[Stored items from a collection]
#####

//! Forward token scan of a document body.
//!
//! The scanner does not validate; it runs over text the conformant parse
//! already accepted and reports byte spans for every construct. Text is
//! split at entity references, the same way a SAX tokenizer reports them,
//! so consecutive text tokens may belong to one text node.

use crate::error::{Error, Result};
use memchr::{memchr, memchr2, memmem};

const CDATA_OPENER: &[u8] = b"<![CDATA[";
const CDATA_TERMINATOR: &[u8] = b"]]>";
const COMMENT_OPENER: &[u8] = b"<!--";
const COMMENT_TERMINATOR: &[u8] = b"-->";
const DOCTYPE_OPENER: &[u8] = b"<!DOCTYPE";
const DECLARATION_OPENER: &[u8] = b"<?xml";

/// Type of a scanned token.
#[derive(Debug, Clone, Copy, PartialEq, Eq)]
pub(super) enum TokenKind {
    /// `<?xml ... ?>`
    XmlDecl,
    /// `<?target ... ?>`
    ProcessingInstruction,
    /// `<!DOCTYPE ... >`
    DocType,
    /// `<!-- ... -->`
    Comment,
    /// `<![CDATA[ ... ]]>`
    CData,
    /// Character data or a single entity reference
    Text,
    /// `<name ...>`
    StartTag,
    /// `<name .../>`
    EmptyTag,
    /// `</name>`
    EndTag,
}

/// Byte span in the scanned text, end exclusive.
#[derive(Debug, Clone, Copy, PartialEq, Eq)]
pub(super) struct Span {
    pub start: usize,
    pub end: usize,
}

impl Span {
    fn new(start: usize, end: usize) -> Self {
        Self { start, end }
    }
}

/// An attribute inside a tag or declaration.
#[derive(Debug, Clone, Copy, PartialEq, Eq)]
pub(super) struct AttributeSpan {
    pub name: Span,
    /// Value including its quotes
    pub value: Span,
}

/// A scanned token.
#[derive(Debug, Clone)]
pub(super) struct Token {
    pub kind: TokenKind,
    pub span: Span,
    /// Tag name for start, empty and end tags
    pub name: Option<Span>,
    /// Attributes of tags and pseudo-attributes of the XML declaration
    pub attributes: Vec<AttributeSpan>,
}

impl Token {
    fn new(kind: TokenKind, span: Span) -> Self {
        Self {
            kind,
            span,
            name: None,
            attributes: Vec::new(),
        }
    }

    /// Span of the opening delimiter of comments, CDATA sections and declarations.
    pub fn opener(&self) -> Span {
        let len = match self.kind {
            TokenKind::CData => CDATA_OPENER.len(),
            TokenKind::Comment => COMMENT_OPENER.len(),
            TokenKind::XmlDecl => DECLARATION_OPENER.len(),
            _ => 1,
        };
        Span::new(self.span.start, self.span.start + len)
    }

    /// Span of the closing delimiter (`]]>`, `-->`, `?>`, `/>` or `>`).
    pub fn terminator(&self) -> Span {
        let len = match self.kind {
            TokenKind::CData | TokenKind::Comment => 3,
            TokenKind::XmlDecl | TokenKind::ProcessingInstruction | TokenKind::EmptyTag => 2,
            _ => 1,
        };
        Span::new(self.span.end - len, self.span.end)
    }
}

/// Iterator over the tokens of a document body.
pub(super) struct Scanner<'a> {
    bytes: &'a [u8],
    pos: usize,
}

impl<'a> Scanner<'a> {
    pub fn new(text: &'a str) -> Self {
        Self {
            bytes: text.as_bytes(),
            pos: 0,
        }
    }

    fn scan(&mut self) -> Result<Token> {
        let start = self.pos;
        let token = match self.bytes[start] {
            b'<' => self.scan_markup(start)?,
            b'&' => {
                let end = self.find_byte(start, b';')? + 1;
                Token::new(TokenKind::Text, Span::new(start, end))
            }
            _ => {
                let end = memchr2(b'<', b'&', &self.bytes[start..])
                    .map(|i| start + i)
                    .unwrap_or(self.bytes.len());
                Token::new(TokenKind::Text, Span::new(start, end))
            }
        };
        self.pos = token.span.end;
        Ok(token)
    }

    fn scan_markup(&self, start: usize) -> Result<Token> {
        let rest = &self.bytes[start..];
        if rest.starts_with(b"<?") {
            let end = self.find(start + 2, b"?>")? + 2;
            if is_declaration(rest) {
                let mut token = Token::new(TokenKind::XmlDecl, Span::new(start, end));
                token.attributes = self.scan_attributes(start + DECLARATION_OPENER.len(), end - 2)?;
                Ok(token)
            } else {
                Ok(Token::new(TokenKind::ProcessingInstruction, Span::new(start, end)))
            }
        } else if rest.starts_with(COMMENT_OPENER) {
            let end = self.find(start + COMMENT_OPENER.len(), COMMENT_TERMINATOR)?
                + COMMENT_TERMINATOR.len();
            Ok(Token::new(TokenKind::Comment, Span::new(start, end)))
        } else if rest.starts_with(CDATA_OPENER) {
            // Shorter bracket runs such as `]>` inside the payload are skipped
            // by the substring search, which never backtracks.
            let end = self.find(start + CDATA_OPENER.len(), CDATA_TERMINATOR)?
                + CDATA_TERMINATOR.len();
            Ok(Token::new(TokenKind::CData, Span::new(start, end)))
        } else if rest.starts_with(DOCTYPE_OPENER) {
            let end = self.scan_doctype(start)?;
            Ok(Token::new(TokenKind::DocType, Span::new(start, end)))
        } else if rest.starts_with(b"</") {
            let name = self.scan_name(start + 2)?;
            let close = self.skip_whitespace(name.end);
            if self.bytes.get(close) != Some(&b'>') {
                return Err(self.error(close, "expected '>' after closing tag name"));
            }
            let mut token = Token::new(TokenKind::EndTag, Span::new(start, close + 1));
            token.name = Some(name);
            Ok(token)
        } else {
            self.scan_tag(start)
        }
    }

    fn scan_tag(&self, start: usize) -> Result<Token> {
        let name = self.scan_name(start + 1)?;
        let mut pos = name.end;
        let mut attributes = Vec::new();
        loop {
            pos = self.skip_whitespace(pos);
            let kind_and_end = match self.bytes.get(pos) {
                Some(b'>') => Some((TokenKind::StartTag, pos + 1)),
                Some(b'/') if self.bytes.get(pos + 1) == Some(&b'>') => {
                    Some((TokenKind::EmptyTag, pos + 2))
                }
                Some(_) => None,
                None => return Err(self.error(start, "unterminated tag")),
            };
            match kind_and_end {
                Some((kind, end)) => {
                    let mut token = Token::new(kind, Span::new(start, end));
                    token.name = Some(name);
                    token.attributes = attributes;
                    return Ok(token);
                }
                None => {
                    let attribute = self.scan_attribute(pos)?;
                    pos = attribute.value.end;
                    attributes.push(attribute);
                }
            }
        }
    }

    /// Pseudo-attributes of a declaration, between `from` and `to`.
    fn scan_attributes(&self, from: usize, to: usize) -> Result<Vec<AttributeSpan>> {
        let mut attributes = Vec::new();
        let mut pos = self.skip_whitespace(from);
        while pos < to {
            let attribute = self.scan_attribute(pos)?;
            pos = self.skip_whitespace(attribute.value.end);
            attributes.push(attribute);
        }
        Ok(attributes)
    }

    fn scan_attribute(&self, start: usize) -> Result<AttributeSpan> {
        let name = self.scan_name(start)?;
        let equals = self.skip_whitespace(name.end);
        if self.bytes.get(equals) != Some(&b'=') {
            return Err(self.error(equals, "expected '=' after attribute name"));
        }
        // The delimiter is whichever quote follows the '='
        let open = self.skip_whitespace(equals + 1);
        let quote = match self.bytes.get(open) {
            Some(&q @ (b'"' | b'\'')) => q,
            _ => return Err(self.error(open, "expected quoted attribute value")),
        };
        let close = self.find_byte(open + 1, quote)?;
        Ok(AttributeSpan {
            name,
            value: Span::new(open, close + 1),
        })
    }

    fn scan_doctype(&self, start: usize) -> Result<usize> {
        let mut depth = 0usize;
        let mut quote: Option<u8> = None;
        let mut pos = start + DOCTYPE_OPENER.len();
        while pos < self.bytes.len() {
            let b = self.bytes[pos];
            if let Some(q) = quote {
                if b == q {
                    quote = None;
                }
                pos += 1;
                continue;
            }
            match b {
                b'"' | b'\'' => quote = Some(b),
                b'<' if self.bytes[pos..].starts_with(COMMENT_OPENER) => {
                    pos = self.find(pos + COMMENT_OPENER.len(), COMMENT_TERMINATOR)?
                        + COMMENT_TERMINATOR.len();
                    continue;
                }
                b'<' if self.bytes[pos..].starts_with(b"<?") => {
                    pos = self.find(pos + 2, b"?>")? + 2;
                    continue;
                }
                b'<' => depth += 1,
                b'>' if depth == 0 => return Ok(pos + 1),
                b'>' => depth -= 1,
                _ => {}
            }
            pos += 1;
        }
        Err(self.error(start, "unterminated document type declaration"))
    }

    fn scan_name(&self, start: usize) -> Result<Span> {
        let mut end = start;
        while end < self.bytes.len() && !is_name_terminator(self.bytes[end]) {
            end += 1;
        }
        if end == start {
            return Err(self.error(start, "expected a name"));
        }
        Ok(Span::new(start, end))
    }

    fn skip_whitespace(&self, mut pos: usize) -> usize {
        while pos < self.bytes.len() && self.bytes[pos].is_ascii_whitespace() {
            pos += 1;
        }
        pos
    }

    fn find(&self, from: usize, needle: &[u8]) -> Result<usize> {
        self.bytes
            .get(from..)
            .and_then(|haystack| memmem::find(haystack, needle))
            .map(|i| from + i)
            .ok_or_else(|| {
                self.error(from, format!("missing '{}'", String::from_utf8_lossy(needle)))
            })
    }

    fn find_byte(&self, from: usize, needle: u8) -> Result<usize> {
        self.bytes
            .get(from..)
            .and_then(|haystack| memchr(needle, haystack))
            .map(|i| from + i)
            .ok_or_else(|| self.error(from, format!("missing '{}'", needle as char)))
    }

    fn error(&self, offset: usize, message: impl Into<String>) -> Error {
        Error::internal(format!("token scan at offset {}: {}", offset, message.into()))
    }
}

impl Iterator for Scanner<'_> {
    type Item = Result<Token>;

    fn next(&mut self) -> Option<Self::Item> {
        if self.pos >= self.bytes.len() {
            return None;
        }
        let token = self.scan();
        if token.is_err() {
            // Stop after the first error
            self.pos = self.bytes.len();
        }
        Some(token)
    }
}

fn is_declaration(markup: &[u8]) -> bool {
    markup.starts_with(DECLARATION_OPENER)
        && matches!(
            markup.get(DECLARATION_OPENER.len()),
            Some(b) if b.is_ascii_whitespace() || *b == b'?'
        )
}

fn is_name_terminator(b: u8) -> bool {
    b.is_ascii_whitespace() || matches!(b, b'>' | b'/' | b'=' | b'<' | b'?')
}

#####

| Task |
Return, from the data, each line that has the word "over" in it.

| Exercise response |
//! The scanner does not validate; it runs over text the conformant parse
/// Iterator over the tokens of a document body.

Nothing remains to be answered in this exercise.